Task objective
Quote verbatim the span of lines that begins the listing below and closes with the line containing "RTP demuxer configuration".

══ Records to use

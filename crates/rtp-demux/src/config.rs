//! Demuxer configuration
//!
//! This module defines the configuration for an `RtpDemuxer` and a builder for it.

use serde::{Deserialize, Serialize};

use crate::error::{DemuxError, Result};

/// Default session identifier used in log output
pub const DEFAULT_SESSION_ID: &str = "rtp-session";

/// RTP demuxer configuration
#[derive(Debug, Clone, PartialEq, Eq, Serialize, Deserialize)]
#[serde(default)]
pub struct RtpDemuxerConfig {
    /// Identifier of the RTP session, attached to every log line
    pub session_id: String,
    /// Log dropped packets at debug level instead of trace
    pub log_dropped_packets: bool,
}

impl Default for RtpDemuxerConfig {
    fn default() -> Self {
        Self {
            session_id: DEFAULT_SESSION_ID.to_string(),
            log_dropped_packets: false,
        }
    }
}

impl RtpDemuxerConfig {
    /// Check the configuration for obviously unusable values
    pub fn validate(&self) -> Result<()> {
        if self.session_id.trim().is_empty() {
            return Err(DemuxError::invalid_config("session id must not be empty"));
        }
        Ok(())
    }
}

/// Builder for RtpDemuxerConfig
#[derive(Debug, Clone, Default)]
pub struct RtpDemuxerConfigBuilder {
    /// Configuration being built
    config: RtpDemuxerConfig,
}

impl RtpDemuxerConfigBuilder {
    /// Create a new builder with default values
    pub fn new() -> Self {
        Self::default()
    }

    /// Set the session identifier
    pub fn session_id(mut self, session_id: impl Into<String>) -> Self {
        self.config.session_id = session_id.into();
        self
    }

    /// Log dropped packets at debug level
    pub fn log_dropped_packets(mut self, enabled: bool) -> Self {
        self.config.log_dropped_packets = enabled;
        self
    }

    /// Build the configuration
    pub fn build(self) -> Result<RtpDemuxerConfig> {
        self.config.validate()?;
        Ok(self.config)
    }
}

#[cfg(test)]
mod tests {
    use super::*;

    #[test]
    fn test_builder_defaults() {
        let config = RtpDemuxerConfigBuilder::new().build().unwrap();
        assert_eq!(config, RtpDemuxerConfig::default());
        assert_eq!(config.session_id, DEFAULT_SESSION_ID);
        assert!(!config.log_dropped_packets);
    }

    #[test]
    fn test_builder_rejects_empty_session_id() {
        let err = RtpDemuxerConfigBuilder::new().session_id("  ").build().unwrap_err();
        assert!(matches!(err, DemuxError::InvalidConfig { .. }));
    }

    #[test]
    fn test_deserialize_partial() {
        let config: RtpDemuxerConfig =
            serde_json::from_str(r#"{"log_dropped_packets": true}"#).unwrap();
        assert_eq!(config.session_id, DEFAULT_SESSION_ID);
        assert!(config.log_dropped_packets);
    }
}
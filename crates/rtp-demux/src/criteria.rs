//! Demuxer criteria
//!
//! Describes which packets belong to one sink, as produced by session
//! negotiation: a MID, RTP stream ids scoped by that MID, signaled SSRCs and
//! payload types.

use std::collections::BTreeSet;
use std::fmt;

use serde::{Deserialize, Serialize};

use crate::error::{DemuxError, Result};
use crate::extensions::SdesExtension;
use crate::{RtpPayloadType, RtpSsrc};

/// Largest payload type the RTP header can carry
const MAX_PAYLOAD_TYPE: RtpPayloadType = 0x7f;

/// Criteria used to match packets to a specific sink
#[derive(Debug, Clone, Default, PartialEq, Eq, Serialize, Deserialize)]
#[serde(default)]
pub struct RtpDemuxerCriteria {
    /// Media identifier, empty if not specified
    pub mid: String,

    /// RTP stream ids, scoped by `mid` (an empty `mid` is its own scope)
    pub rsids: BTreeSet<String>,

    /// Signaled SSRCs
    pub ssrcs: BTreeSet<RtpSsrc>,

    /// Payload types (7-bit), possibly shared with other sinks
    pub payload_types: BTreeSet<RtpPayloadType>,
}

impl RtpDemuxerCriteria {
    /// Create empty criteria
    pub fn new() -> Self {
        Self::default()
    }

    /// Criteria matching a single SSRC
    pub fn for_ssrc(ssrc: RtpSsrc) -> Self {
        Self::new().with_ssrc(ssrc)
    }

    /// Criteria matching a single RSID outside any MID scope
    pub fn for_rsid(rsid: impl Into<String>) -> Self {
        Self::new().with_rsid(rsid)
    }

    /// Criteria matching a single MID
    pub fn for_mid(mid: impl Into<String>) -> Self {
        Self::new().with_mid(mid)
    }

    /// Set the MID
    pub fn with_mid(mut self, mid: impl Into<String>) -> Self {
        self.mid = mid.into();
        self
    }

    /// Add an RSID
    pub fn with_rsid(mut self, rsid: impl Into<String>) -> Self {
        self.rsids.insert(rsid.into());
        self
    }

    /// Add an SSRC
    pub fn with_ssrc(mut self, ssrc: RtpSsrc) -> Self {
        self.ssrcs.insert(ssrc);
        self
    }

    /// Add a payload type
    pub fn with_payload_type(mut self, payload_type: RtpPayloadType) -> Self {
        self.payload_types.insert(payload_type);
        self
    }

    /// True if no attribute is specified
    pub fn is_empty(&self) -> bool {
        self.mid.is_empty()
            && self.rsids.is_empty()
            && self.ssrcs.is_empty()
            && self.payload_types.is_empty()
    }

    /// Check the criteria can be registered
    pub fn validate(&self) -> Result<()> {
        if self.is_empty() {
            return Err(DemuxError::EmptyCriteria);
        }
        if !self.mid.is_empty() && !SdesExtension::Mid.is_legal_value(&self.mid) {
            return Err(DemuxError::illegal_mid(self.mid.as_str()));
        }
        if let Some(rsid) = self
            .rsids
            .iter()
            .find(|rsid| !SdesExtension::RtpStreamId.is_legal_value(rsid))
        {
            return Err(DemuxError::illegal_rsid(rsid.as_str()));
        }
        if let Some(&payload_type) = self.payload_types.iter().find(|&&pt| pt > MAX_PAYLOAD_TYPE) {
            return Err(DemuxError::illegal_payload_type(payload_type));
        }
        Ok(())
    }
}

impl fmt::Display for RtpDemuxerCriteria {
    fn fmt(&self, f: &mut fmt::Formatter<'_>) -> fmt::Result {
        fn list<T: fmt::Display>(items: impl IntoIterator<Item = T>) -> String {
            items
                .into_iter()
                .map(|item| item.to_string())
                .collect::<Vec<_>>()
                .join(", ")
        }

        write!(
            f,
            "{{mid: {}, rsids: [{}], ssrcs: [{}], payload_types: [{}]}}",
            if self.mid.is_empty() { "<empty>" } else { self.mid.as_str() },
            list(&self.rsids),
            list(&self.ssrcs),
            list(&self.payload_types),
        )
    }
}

════

Reply to the task
filename crates/rtp-demux/src/config.rs
//! Demuxer configuration
//!
//! This module defines the configuration for an `RtpDemuxer` and a builder for it.

use serde::{Deserialize, Serialize};

use crate::error::{DemuxError, Result};

/// Default session identifier used in log output
pub const DEFAULT_SESSION_ID: &str = "rtp-session";

/// RTP demuxer configuration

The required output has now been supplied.